A writer recently posed the question vis a vis social media: how can you spark a revolution and make money at the same time?

This is the dilemma for Facebook, and to an extent, Twitter and other social networking applications.

One of the biggest news items associated with the recent uproar in Egypt was the protesters visibly thanking Facebook for helping get the revolution going.

Says the website SFGate, "One protest leader, Wael Ghonim, said he wanted to meet Facebook CEO Mark Zuckerberg and thank him.

"This revolution started online," he said in an interview Friday on CNN. "This revolution started on Facebook."

"But as a company, Facebook Inc. - and to a similar extent Twitter Inc. - has taken great pains to appear neutral about the uprisings in Egypt and elsewhere in the Middle East because taking too much credit could leave the Palo Alto company open to blame or being shut off from other countries."

Because citizens of the U.S., and for the most part, Europe, have wide-open access to the Internet, we assume - incorrectly - that everyone else does, too. China, for example, blocks both Facebook and Twitter, as well as a number of other websites.

Just as marketers were quick to figure out the immense opportunity represented by a platform that was all about reporting on our own lifestyles, so too have activists recognized the potential to engineer social change, and activate simmering passions.

Because of its role in exciting the recent protest in Cairo, Facebook was temporarily blocked in Egypt. At the time, Facebook issued this carefully worded statement:  "A world without the Internet is unimaginable. Although the turmoil in Egypt is a matter for the Egyptian people and their government to resolve, limiting Internet access for millions of people is a matter of concern for the global community."
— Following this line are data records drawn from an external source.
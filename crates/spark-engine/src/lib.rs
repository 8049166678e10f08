pub mod events;
pub mod line_splitter;
pub mod process;
pub mod runtime;
pub mod supervisor;
pub mod tagged_line;
pub mod tasks;

pub use events::{AppEvent, EventSink};
pub use line_splitter::{LineSplitter, LINE_SEPARATOR};
pub use process::{
    EventPublisher, ExitOutcome, KillSignal, ProcessError, ProcessEvent, ProcessHandle,
    ProcessSpec, StreamMode, Subscription,
};
pub use runtime::{RuntimeConfig, RuntimeStatus};
pub use supervisor::{BrowsedModel, Supervisor, SupervisorError};
pub use tagged_line::{parse_tagged_line, TaggedLine};
pub use tasks::TaskSlot;
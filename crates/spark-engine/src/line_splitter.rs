/// Line terminator used when splitting helper output and when writing to a
/// helper's stdin.
#[cfg(windows)]
pub const LINE_SEPARATOR: &str = "\r\n";
#[cfg(not(windows))]
pub const LINE_SEPARATOR: &str = "\n";

/// Turns arbitrarily chunked bytes into complete lines.
///
/// Chunks may cut a line (or a multi-byte character, or a two-byte
/// separator) anywhere; the unterminated tail is held back until the next
/// chunk or [`LineSplitter::finish`]. Lines are decoded lossily, so invalid
/// UTF-8 from a helper never stops the stream.
#[derive(Debug, Clone)]
pub struct LineSplitter {
    separator: Vec<u8>,
    pending: Vec<u8>,
}

impl Default for LineSplitter {
    fn default() -> Self {
        Self::new()
    }
}

impl LineSplitter {
    pub fn new() -> Self {
        Self::with_separator(LINE_SEPARATOR)
    }

    /// An empty separator falls back to `"\n"`.
    pub fn with_separator(separator: &str) -> Self {
        let separator = if separator.is_empty() {
            b"\n".to_vec()
        } else {
            separator.as_bytes().to_vec()
        };
        Self {
            separator,
            pending: Vec::new(),
        }
    }

    /// Returns every line completed by `chunk`, in arrival order.
    pub fn push(&mut self, chunk: &[u8]) -> Vec<String> {
        // A separator may straddle the previous tail and this chunk.
        let resume = self.pending.len().saturating_sub(self.separator.len() - 1);
        self.pending.extend_from_slice(chunk);

        let mut lines = Vec::new();
        let mut start = 0;
        let mut search_from = resume;
        while let Some(pos) = find(&self.pending[search_from..], &self.separator) {
            let end = search_from + pos;
            lines.push(String::from_utf8_lossy(&self.pending[start..end]).into_owned());
            start = end + self.separator.len();
            search_from = start;
        }
        self.pending.drain(..start);
        lines
    }

    /// Emits the unterminated tail, if any, and resets the splitter.
    pub fn finish(&mut self) -> Option<String> {
        if self.pending.is_empty() {
            return None;
        }
        let tail = std::mem::take(&mut self.pending);
        Some(String::from_utf8_lossy(&tail).into_owned())
    }

    pub fn pending(&self) -> &[u8] {
        &self.pending
    }
}

fn find(hay: &[u8], needle: &[u8]) -> Option<usize> {
    hay.windows(needle.len()).position(|w| w == needle)
}
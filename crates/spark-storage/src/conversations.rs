use anyhow::Result;
use rusqlite::{params, Row};
use serde::{Deserialize, Serialize};
use spark_observability::now_ms;

use crate::Store;

pub const DEFAULT_CONVERSATION_LIMIT: i64 = 50;

#[derive(Debug, Clone, Copy, PartialEq, Eq, Serialize, Deserialize)]
#[serde(rename_all = "lowercase")]
pub enum ConversationRole {
    User,
    Assistant,
}

impl ConversationRole {
    pub fn as_str(self) -> &'static str {
        match self {
            Self::User => "user",
            Self::Assistant => "assistant",
        }
    }

    fn from_db(s: &str) -> Self {
        if s == "assistant" {
            Self::Assistant
        } else {
            Self::User
        }
    }
}

#[derive(Debug, Clone, PartialEq, Serialize, Deserialize)]
pub struct ConversationMessage {
    pub id: i64,
    pub device_id: String,
    pub role: ConversationRole,
    pub content: String,
    pub timestamp: i64,
}

impl ConversationMessage {
    fn from_row(r: &Row<'_>) -> rusqlite::Result<Self> {
        Ok(Self {
            id: r.get(0)?,
            device_id: r.get::<_, Option<String>>(1)?.unwrap_or_default(),
            role: ConversationRole::from_db(&r.get::<_, String>(2)?),
            content: r.get(3)?,
            timestamp: r.get(4)?,
        })
    }
}

impl Store {
    pub fn save_conversation(
        &self,
        device_id: &str,
        role: ConversationRole,
        content: &str,
    ) -> Result<i64> {
        let now = now_ms();
        self.write(
            "STORE.save_conversation",
            "E_CONVERSATION_SAVE",
            Some(serde_json::json!({
                "device_id": device_id,
                "role": role.as_str(),
                "content_chars": content.len(),
            })),
            |c| {
                c.execute(
                    "INSERT INTO conversations (device_id, role, content, timestamp) VALUES (?1, ?2, ?3, ?4)",
                    params![device_id, role.as_str(), content, now],
                )?;
                Ok(c.last_insert_rowid())
            },
        )
    }

    /// Newest first; `limit` defaults to [`DEFAULT_CONVERSATION_LIMIT`].
    pub fn get_conversations(
        &self,
        device_id: &str,
        limit: Option<i64>,
    ) -> Result<Vec<ConversationMessage>> {
        let limit = limit.unwrap_or(DEFAULT_CONVERSATION_LIMIT);
        self.read("list conversations", |c| {
            let mut stmt = c.prepare(
                r#"
                SELECT id, device_id, role, content, timestamp
                FROM conversations
                WHERE device_id = ?1
                ORDER BY timestamp DESC, id DESC
                LIMIT ?2
                "#,
            )?;
            let rows = stmt.query_map(params![device_id, limit], ConversationMessage::from_row)?;
            rows.collect()
        })
    }

    /// Returns the number of deleted messages.
    pub fn clear_conversations(&self, device_id: &str) -> Result<usize> {
        self.write(
            "STORE.clear_conversations",
            "E_CONVERSATION_CLEAR",
            Some(serde_json::json!({"device_id": device_id})),
            |c| c.execute("DELETE FROM conversations WHERE device_id = ?1", params![device_id]),
        )
    }
}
This past summer we experienced the effects of an earthquake here in Syracuse. I was sitting at my desk at work when the shaking started, and within seconds, Twitter had reports of not only the quake, but its intensity. Faster, more complete, and, it turns out, more accurate than any news or scientific source I could find. Now, granted, these sources are "official," and, as such, have a responsibility to report events after carefully vetting them for the facts. Twitter and Facebook have no such responsibility.

Still, I think you get the point: information, excitement, energy, plans - all this can be passed from person to person literally around the world and in the blink of an eye using social media.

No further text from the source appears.